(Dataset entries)

====

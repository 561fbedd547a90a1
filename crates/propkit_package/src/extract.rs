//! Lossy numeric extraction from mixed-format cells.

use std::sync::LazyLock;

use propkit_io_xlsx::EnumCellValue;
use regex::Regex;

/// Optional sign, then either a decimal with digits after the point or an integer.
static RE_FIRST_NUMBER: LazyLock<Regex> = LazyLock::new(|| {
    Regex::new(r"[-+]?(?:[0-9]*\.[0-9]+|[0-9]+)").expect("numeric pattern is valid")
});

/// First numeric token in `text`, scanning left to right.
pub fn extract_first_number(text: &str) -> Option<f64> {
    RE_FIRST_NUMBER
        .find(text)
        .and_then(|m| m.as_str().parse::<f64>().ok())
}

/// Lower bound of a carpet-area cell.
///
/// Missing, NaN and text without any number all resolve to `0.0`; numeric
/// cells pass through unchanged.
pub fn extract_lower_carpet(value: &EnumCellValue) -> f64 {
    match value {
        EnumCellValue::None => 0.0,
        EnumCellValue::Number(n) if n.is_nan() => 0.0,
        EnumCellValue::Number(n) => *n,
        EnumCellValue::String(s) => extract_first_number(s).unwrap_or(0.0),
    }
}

====

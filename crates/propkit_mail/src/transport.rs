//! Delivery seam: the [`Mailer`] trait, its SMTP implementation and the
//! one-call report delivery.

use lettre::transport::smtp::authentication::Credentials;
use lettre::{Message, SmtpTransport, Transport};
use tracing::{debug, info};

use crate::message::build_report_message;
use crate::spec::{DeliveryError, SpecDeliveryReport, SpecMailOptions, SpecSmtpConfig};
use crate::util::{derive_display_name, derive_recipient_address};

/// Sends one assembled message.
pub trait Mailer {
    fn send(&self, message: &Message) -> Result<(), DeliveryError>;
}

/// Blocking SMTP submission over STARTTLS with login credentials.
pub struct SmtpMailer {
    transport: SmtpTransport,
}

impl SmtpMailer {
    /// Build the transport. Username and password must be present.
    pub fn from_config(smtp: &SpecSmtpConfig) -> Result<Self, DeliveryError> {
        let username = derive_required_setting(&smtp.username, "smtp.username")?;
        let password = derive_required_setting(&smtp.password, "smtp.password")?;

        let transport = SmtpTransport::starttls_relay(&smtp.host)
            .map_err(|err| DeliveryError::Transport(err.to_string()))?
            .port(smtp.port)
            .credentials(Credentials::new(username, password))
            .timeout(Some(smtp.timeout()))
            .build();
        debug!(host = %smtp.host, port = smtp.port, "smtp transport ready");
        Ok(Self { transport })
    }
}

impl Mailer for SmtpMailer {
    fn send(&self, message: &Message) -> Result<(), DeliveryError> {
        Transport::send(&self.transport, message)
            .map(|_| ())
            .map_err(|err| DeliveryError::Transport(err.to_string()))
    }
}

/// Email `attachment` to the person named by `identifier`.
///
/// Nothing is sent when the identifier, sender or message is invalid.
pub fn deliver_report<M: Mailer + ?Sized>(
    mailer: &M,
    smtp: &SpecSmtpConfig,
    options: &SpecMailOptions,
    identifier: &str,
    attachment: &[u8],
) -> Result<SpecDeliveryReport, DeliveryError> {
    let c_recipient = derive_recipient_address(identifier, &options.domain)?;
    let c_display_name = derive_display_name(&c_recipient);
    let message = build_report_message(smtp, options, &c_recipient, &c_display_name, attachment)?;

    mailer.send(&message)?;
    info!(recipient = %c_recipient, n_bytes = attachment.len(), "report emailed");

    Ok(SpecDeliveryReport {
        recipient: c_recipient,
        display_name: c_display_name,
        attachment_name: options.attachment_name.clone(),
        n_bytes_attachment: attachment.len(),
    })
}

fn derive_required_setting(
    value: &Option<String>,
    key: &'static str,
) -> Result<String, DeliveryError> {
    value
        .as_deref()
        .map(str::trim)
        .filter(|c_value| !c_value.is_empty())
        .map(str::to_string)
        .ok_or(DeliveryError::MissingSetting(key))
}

====

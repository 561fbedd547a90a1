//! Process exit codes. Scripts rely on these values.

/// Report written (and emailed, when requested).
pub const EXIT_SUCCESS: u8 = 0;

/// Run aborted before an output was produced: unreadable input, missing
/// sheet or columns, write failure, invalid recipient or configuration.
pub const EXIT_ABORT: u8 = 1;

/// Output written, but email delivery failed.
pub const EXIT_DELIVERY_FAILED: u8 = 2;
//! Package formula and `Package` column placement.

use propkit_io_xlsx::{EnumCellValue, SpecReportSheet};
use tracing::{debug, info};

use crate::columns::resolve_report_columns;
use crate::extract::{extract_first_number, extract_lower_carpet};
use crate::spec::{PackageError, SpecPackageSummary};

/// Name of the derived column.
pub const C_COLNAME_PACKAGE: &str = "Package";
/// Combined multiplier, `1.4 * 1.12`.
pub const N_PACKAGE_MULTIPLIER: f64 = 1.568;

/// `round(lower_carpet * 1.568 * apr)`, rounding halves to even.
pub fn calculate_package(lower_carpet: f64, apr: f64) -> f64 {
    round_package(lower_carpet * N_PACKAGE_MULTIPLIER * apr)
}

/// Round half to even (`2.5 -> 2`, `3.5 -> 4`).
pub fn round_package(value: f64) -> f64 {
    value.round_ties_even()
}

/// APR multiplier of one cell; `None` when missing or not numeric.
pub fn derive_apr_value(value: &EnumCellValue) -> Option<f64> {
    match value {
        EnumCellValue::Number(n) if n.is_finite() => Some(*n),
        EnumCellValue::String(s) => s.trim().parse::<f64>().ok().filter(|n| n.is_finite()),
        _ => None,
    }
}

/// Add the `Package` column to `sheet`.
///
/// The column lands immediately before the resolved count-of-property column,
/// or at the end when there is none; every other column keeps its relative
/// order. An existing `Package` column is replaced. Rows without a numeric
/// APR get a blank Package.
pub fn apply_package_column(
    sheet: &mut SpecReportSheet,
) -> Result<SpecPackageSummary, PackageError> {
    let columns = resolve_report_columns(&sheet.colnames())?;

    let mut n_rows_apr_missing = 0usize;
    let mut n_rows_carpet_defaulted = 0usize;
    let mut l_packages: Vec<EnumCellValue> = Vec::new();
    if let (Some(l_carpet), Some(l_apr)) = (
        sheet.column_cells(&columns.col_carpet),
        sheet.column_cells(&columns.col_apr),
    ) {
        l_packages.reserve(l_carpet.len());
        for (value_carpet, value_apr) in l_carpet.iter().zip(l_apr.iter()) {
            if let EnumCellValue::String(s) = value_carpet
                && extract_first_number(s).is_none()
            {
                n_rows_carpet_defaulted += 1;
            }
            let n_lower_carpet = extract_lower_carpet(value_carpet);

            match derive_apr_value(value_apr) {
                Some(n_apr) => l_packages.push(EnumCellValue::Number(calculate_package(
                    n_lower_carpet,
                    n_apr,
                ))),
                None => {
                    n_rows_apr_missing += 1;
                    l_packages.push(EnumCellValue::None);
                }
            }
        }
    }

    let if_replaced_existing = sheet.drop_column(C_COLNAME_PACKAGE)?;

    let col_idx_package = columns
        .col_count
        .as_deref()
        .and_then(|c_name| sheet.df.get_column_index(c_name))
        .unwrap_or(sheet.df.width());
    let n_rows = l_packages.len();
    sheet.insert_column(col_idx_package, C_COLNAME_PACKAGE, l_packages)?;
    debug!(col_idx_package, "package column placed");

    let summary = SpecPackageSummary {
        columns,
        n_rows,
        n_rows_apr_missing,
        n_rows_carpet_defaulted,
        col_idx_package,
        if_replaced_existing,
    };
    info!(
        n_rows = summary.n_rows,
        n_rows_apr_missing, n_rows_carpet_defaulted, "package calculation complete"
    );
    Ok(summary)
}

====

> WORK ORDER: Search the entries for the word "trait" and gather every line where it appears.

> TASK ANSWER:
//! Delivery seam: the [`Mailer`] trait, its SMTP implementation and the
pub trait Mailer {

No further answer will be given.